No.056 Staging and high-performance computing: theory and practice


NII Shonan Meeting Seminar 056

Discussion materials

Specializing Sparse Matrix-Vector Multiplication

Baris Aktemur

Sparse matrix-vector multiplication (SpMV) is a kernel operation used in many scientific computation domains. SpMV is amenable to optimization by using generative programming to specialize the function based on the structure and values of the sparse matrix. In this work we evaluate the performance gains obtainable from specialized SpMV by generating code using several different methods. We then discuss how to predict which code generation method will give the best performance. We finally share our experiences regarding generating high-performant SpMV code quickly.

On the Mechanics of a Program-Generator Generator

Robert Glück

We present principles and implementation behind a light-weight program-generator generator based on partial evaluation techniques for a recursive flowchart language.

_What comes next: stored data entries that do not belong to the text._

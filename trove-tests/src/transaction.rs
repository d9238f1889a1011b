use crate::{Book, Genre, User, UserInput, book, clear, silent_logs};
use std::collections::BTreeMap;
use trove::{Entity, Error, Record, Storage, Store, StoreError, Value, Where};

pub async fn transaction<S: Store>(storage: &Storage<S>) {
    clear(storage).await;

    // Commit
    let row_id = storage
        .transaction(|handler| {
            let mut lena = handler.insert::<User>(UserInput::new("lena", "Lena", 31))?;
            handler.insert_many::<User>(
                vec![
                    UserInput::new("mike", "Mike", 45),
                    UserInput::new("nora", "Nora", 22),
                ],
                None,
            )?;
            lena.set_age(32);
            handler.flush(&mut lena)?;
            let mut mike = handler.query_one::<User>(&"mike".to_string())?;
            assert_eq!(mike.age(), 45);
            handler.delete(&mike)?;
            assert_eq!(handler.count::<User>(None)?, 2);
            let updated = handler.update::<User>(
                &BTreeMap::from([("email".into(), "staff@example.com".into())]),
                Some(&Where::with("\"age\" < ?").arg(40)),
            )?;
            assert_eq!(updated, 2);
            handler.insert_batch_discard::<Book>(&[Record::from([(
                "id".into(),
                Value::Int64(30),
            )])])?;
            Ok(lena.row_id())
        })
        .await
        .expect("Failed to run the transaction");
    assert!(row_id.is_some());
    let mut users = storage
        .query::<User>(None, None, None)
        .await
        .expect("Failed to query the users");
    assert_eq!(users.len(), 2);
    assert!(
        users
            .iter_mut()
            .all(|u| u.email().as_deref() == Some("staff@example.com"))
    );
    let mut lena = storage
        .query_one::<User>("lena".into())
        .await
        .expect("Failed to query Lena");
    assert_eq!(lena.age(), 32);
    assert_eq!(lena.row_id(), row_id);
    assert_eq!(storage.count::<Book>(None).await.expect("Failed to count"), 1);

    // Failure discards everything
    let result;
    silent_logs! {
        result = storage
            .transaction(|handler| {
                handler.delete_where::<User>(None)?;
                handler.insert::<Book>(book(31, "Lost", Genre::History, 1.0))?;
                handler.overlay::<Book>(vec![book(32, "Also Lost", Genre::History, 1.0)], None, None)?;
                assert_eq!(handler.count::<User>(None)?, 0);
                assert_eq!(handler.count::<Book>(None)?, 1);
                Err::<(), _>(Error::msg("Changed my mind"))
            })
            .await;
    }
    let error = result.expect_err("The transaction must fail");
    assert_eq!(error.to_string(), "Changed my mind");
    assert_eq!(storage.count::<User>(None).await.expect("Failed to count"), 2);
    let mut books = storage
        .query::<Book>(None, None, None)
        .await
        .expect("Failed to query the books");
    assert_eq!(books.len(), 1);
    assert_eq!(books[0].id(), 30);

    // Errors raised by the operations abort the transaction too
    let result;
    silent_logs! {
        result = storage
            .transaction(|handler| {
                handler.insert::<User>(UserInput::new("olga", "Olga", 50))?;
                handler.query_one::<User>(&"nobody".to_string())
            })
            .await;
    }
    let error = result.expect_err("The missing user fails the transaction");
    assert!(StoreError::is(&error, |e| matches!(e, StoreError::NotFound { .. })));
    assert!(storage.query_one::<User>("olga".into()).await.is_err());

    // Panics are reported and rolled back, the storage stays usable
    let result;
    silent_logs! {
        result = storage
            .transaction(|handler| -> trove::Result<()> {
                handler.insert::<User>(UserInput::new("pete", "Pete", 38))?;
                panic!("Something went very wrong");
            })
            .await;
    }
    let error = result.expect_err("The panic must be reported");
    assert_eq!(
        StoreError::kind_of(&error),
        Some(&StoreError::WorkerPanicked {
            message: "Something went very wrong".into(),
        })
    );
    assert_eq!(storage.count::<User>(None).await.expect("Failed to count"), 2);
    let mut books = storage
        .transaction(|handler| handler.query::<Book>(None, None, None))
        .await
        .expect("Failed to query inside a transaction");
    assert_eq!(books.len(), 1);
    assert_eq!(books[0].id(), 30);
}
use crate::{Error, Result, Value};
use rust_decimal::{Decimal, prelude::FromPrimitive};
use serde::{Deserialize, Serialize, de::DeserializeOwned};
use std::{
    collections::{BTreeMap, HashMap},
    hash::Hash,
    ops::{Deref, DerefMut},
};
use time::OffsetDateTime;
use uuid::Uuid;

/// Converts a typed field value to and from the store primitive representation.
pub trait Fieldable: Clone + PartialEq + Send + Sync + 'static {
    fn encode(&self) -> Result<Value>;
    fn decode(value: Value) -> Result<Self>;
}

fn unexpected<T>(value: &Value, target: &str) -> Result<T> {
    Err(Error::msg(format!(
        "Cannot decode a {} value `{}` into {}",
        value.kind(),
        crate::truncate_long!(value.to_string()),
        target
    )))
}

macro_rules! impl_fieldable_integer {
    ($($t:ty),+) => {
        $(
            impl Fieldable for $t {
                fn encode(&self) -> Result<Value> {
                    i64::try_from(*self).map(Value::Int64).map_err(|_| {
                        Error::msg(format!(
                            "The {} value {} is out of the storable integer range",
                            stringify!($t),
                            self
                        ))
                    })
                }
                fn decode(value: Value) -> Result<Self> {
                    let integer = match value {
                        Value::Int64(v) => v,
                        Value::Boolean(v) => v as i64,
                        Value::Float64(v)
                            if v.fract() == 0.0 && v >= i64::MIN as f64 && v < i64::MAX as f64 =>
                        {
                            v as i64
                        }
                        Value::Varchar(ref v) => match v.trim().parse::<i64>() {
                            Ok(v) => v,
                            Err(_) => return unexpected(&value, stringify!($t)),
                        },
                        _ => return unexpected(&value, stringify!($t)),
                    };
                    <$t>::try_from(integer).map_err(|_| {
                        Error::msg(format!(
                            "The integer {} is out of range for {}",
                            integer,
                            stringify!($t)
                        ))
                    })
                }
            }
        )+
    };
}
impl_fieldable_integer!(i8, i16, i32, i64, isize, u8, u16, u32, u64, usize);

impl Fieldable for bool {
    fn encode(&self) -> Result<Value> {
        Ok(Value::Boolean(*self))
    }
    fn decode(value: Value) -> Result<Self> {
        match value {
            Value::Boolean(v) => Ok(v),
            Value::Int64(v) => Ok(v != 0),
            Value::Varchar(ref v) => match v.as_str() {
                "true" | "1" => Ok(true),
                "false" | "0" => Ok(false),
                _ => unexpected(&value, "bool"),
            },
            _ => unexpected(&value, "bool"),
        }
    }
}

macro_rules! impl_fieldable_float {
    ($($t:ty),+) => {
        $(
            impl Fieldable for $t {
                fn encode(&self) -> Result<Value> {
                    Ok(Value::Float64(*self as f64))
                }
                fn decode(value: Value) -> Result<Self> {
                    match value {
                        Value::Float64(v) => Ok(v as $t),
                        Value::Int64(v) => Ok(v as $t),
                        Value::Varchar(ref v) => match v.trim().parse::<$t>() {
                            Ok(v) => Ok(v),
                            Err(_) => unexpected(&value, stringify!($t)),
                        },
                        _ => unexpected(&value, stringify!($t)),
                    }
                }
            }
        )+
    };
}
impl_fieldable_float!(f32, f64);

impl Fieldable for String {
    fn encode(&self) -> Result<Value> {
        Ok(Value::Varchar(self.clone()))
    }
    fn decode(value: Value) -> Result<Self> {
        match value {
            Value::Varchar(v) => Ok(v),
            Value::Int64(v) => Ok(v.to_string()),
            Value::Float64(v) => Ok(v.to_string()),
            Value::Blob(v) => String::from_utf8(v.into_vec())
                .map_err(|e| Error::new(e).context("Cannot decode a non utf-8 blob into String")),
            _ => unexpected(&value, "String"),
        }
    }
}

impl Fieldable for Box<[u8]> {
    fn encode(&self) -> Result<Value> {
        Ok(Value::Blob(self.clone()))
    }
    fn decode(value: Value) -> Result<Self> {
        match value {
            Value::Blob(v) => Ok(v),
            Value::Varchar(v) => Ok(v.into_bytes().into()),
            _ => unexpected(&value, "Box<[u8]>"),
        }
    }
}

impl Fieldable for Uuid {
    fn encode(&self) -> Result<Value> {
        Ok((*self).into())
    }
    fn decode(value: Value) -> Result<Self> {
        match value {
            Value::Varchar(ref v) => Uuid::parse_str(v)
                .map_err(|e| Error::new(e).context(format!("Cannot parse `{}` as Uuid", v))),
            Value::Blob(ref v) => Uuid::from_slice(v)
                .map_err(|e| Error::new(e).context("Cannot decode a blob into Uuid")),
            _ => unexpected(&value, "Uuid"),
        }
    }
}

impl Fieldable for Decimal {
    fn encode(&self) -> Result<Value> {
        Ok(Value::Varchar(self.to_string()))
    }
    fn decode(value: Value) -> Result<Self> {
        match value {
            Value::Varchar(ref v) => v
                .parse::<Decimal>()
                .map_err(|e| Error::new(e).context(format!("Cannot parse `{}` as Decimal", v))),
            Value::Int64(v) => Ok(v.into()),
            Value::Float64(v) => match Decimal::from_f64(v) {
                Some(v) => Ok(v),
                None => unexpected(&value, "Decimal"),
            },
            _ => unexpected(&value, "Decimal"),
        }
    }
}

/// Stored as seconds since the Unix epoch, with the fractional part.
impl Fieldable for OffsetDateTime {
    fn encode(&self) -> Result<Value> {
        Ok(Value::Float64(self.unix_timestamp_nanos() as f64 / 1e9))
    }
    fn decode(value: Value) -> Result<Self> {
        let result = match value {
            Value::Float64(v) => {
                OffsetDateTime::from_unix_timestamp_nanos((v * 1e9).round() as i128)
            }
            Value::Int64(v) => OffsetDateTime::from_unix_timestamp(v),
            _ => return unexpected(&value, "OffsetDateTime"),
        };
        result.map_err(|e| Error::new(e).context("The timestamp is out of range"))
    }
}

impl<T: Fieldable> Fieldable for Option<T> {
    fn encode(&self) -> Result<Value> {
        match self {
            Some(v) => v.encode(),
            None => Ok(Value::Null),
        }
    }
    fn decode(value: Value) -> Result<Self> {
        match value {
            Value::Null => Ok(None),
            v => T::decode(v).map(Some),
        }
    }
}

pub(crate) fn encode_json<T: Serialize + ?Sized>(value: &T) -> Result<Value> {
    serde_json::to_vec(value)
        .map(|v| Value::Blob(v.into()))
        .map_err(|e| Error::new(e).context("Could not encode the value as a json blob"))
}

pub(crate) fn decode_json<T: DeserializeOwned>(value: Value) -> Result<T> {
    let result = match value {
        Value::Blob(ref v) => serde_json::from_slice(v),
        Value::Varchar(ref v) => serde_json::from_str(v),
        Value::List(..) | Value::Map(..) => serde_json::from_value(value.to_json()),
        _ => return unexpected(&value, "a json document"),
    };
    result.map_err(|e| {
        Error::new(e).context(format!(
            "Could not decode the json {} into {}",
            value.kind(),
            std::any::type_name::<T>()
        ))
    })
}

impl<T> Fieldable for Vec<T>
where
    T: Serialize + DeserializeOwned + Clone + PartialEq + Send + Sync + 'static,
{
    fn encode(&self) -> Result<Value> {
        encode_json(self)
    }
    fn decode(value: Value) -> Result<Self> {
        decode_json(value)
    }
}

impl<K, V> Fieldable for BTreeMap<K, V>
where
    K: Serialize + DeserializeOwned + Ord + Clone + Send + Sync + 'static,
    V: Serialize + DeserializeOwned + Clone + PartialEq + Send + Sync + 'static,
{
    fn encode(&self) -> Result<Value> {
        encode_json(self)
    }
    fn decode(value: Value) -> Result<Self> {
        decode_json(value)
    }
}

impl<K, V> Fieldable for HashMap<K, V>
where
    K: Serialize + DeserializeOwned + Eq + Hash + Clone + Send + Sync + 'static,
    V: Serialize + DeserializeOwned + Clone + PartialEq + Send + Sync + 'static,
{
    fn encode(&self) -> Result<Value> {
        encode_json(self)
    }
    fn decode(value: Value) -> Result<Self> {
        decode_json(value)
    }
}

/// Stores any serde type as a json blob in a single column.
#[derive(Default, Debug, Clone, PartialEq, Eq, Serialize, Deserialize)]
#[serde(transparent)]
pub struct Json<T>(pub T);

impl<T> Deref for Json<T> {
    type Target = T;
    fn deref(&self) -> &Self::Target {
        &self.0
    }
}

impl<T> DerefMut for Json<T> {
    fn deref_mut(&mut self) -> &mut Self::Target {
        &mut self.0
    }
}

impl<T> Fieldable for Json<T>
where
    T: Serialize + DeserializeOwned + Clone + PartialEq + Send + Sync + 'static,
{
    fn encode(&self) -> Result<Value> {
        encode_json(&self.0)
    }
    fn decode(value: Value) -> Result<Self> {
        decode_json(value).map(Json)
    }
}

/// Implements `Fieldable` for a type stored through its raw representation.
///
/// The type must provide `From<Type> for Raw` and `TryFrom<Raw> for Type`, the
/// raw type must be `Fieldable` itself (usually an integer or a `String`).
///
/// ```ignore
/// impl_fieldable_raw!(Genre => i32);
/// ```
#[macro_export]
macro_rules! impl_fieldable_raw {
    ($type:ty => $raw:ty) => {
        impl $crate::Fieldable for $type {
            fn encode(&self) -> $crate::Result<$crate::Value> {
                <$raw as $crate::Fieldable>::encode(&<$raw>::from(self.clone()))
            }
            fn decode(value: $crate::Value) -> $crate::Result<Self> {
                let raw = <$raw as $crate::Fieldable>::decode(value)?;
                <$type>::try_from(raw.clone()).map_err(|_| {
                    $crate::Error::msg(format!(
                        "`{:?}` is not a valid raw value for {}",
                        raw,
                        stringify!($type)
                    ))
                })
            }
        }
    };
}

An Innocent Solution to Shonan Challenge 2012

Yukiyoshi Kameyama

The first Shonan Challenge collects a set of problems for generating optimized programs in the domain of high performance computing. Even though several solutions have been already posted by programming language experts, it was not clear how a non-expert can solve the problems. In this talk I will report a student’s solution to the Hidden Markov Model (HMM) problem, and how he developed his solution to accommodate several optimizations. I also briefly mention the evaluation of his solution and the lessons learned. This talk is based on the work by Haruki Shimizu.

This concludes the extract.